== Task item ==
Report all lines of the records that contain "StorageError".

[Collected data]
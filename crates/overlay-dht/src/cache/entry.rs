//! Persisted address book record.

use serde::{Deserialize, Serialize};

use super::error::{OverlayError, OverlayResult};
use crate::domain::{Contact, NodeAddress, NodeId, Timestamp};
use crate::ports::StorageError;
use crate::wire::Node;

/// What the store holds for one node, keyed by its raw id bytes.
#[derive(Debug, Clone, PartialEq, Eq, Serialize, Deserialize)]
pub struct AddressBookEntry {
    /// Node record in wire form.
    pub node: Node,
    /// When the record was last written (unix seconds).
    pub refreshed_at: u64,
}

impl AddressBookEntry {
    /// Record for `id` at `address`, stamped `now`.
    pub fn new(id: &NodeId, address: &NodeAddress, now: Timestamp) -> Self {
        Self {
            node: Node::new(id, address),
            refreshed_at: now.as_secs(),
        }
    }

    /// Serialize with bincode.
    pub fn encode(&self) -> OverlayResult<Vec<u8>> {
        bincode::serialize(self).map_err(|e| OverlayError::Codec(e.to_string()))
    }

    /// Decode stored bytes.
    pub fn decode(bytes: &[u8]) -> Result<Self, StorageError> {
        bincode::deserialize(bytes).map_err(|e| StorageError::Corrupt(e.to_string()))
    }

    /// Contact described by this record.
    pub fn contact(&self) -> Result<Contact, StorageError> {
        let mut contact =
            Contact::try_from(&self.node).map_err(|e| StorageError::Corrupt(e.to_string()))?;
        contact.last_seen = Timestamp::new(self.refreshed_at);
        Ok(contact)
    }

    /// True once the record is older than `ttl_secs`. A zero TTL never
    /// expires.
    pub fn is_expired(&self, now: Timestamp, ttl_secs: u64) -> bool {
        ttl_secs != 0 && now.secs_since(Timestamp::new(self.refreshed_at)) > ttl_secs
    }
}
//! Shared application router builder.
//!
//! Provides [`build_app_router`] so both the production binary (`main.rs`)
//! and integration tests (`tests/common/mod.rs`) use the exact same
//! middleware stack.

use std::time::Duration;

use axum::http::header::CONTENT_TYPE;
use axum::http::{HeaderName, Method, StatusCode};
use axum::Router;
use tower_http::catch_panic::CatchPanicLayer;
use tower_http::cors::CorsLayer;
use tower_http::request_id::{MakeRequestUuid, PropagateRequestIdLayer, SetRequestIdLayer};
use tower_http::timeout::TimeoutLayer;
use tower_http::trace::{DefaultMakeSpan, DefaultOnResponse, TraceLayer};
use tracing::Level;

use crate::config::ServerConfig;
use crate::routes;
use crate::state::AppState;

/// Build the full application [`Router`] with all middleware layers.
///
/// The middleware stack is applied bottom-up:
///
/// 1. CORS
/// 2. Set request ID on incoming requests
/// 3. Structured request/response tracing
/// 4. Propagate request ID to response
/// 5. Request timeout
/// 6. Panic recovery (catch panics, return 500)
pub fn build_app_router(state: AppState) -> Router {
    let config = state.config.clone();
    let cors = build_cors_layer(&config);
    let request_id_header = HeaderName::from_static("x-request-id");

    Router::new()
        // Probes at root level (not under /api/v1).
        .merge(routes::health::router())
        .nest("/api/v1", routes::api_routes())
        .layer(CatchPanicLayer::new())
        .layer(TimeoutLayer::with_status_code(
            StatusCode::REQUEST_TIMEOUT,
            Duration::from_secs(config.request_timeout_secs),
        ))
        .layer(PropagateRequestIdLayer::new(request_id_header.clone()))
        .layer(
            TraceLayer::new_for_http()
                .make_span_with(DefaultMakeSpan::new().level(Level::INFO))
                .on_response(DefaultOnResponse::new().level(Level::INFO)),
        )
        .layer(SetRequestIdLayer::new(request_id_header, MakeRequestUuid))
        .layer(cors)
        .with_state(state)
}

/// Build the CORS middleware layer from server configuration.
///
/// Panics at startup if any configured origin is invalid, so a typo in
/// `CORS_ORIGINS` fails fast.
pub fn build_cors_layer(config: &ServerConfig) -> CorsLayer {
    let origins: Vec<_> = config
        .cors_origins
        .iter()
        .map(|o| {
            o.parse()
                .unwrap_or_else(|e| panic!("Invalid CORS origin '{o}': {e}"))
        })
        .collect();

    CorsLayer::new()
        .allow_origin(origins)
        .allow_methods([Method::GET, Method::POST, Method::PATCH])
        .allow_headers([CONTENT_TYPE])
        .allow_credentials(true)
        .max_age(Duration::from_secs(3600))
}
//! Request extractors shared by handlers.
//!
//! - [`validated_json::ValidatedJson`] -- JSON body that is deserialized and
//!   range-checked before the handler runs.

pub mod validated_json;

== Response area ==
use crate::ports::StorageError;
    pub fn decode(bytes: &[u8]) -> Result<Self, StorageError> {
        bincode::deserialize(bytes).map_err(|e| StorageError::Corrupt(e.to_string()))
    pub fn contact(&self) -> Result<Contact, StorageError> {
            Contact::try_from(&self.node).map_err(|e| StorageError::Corrupt(e.to_string()))?;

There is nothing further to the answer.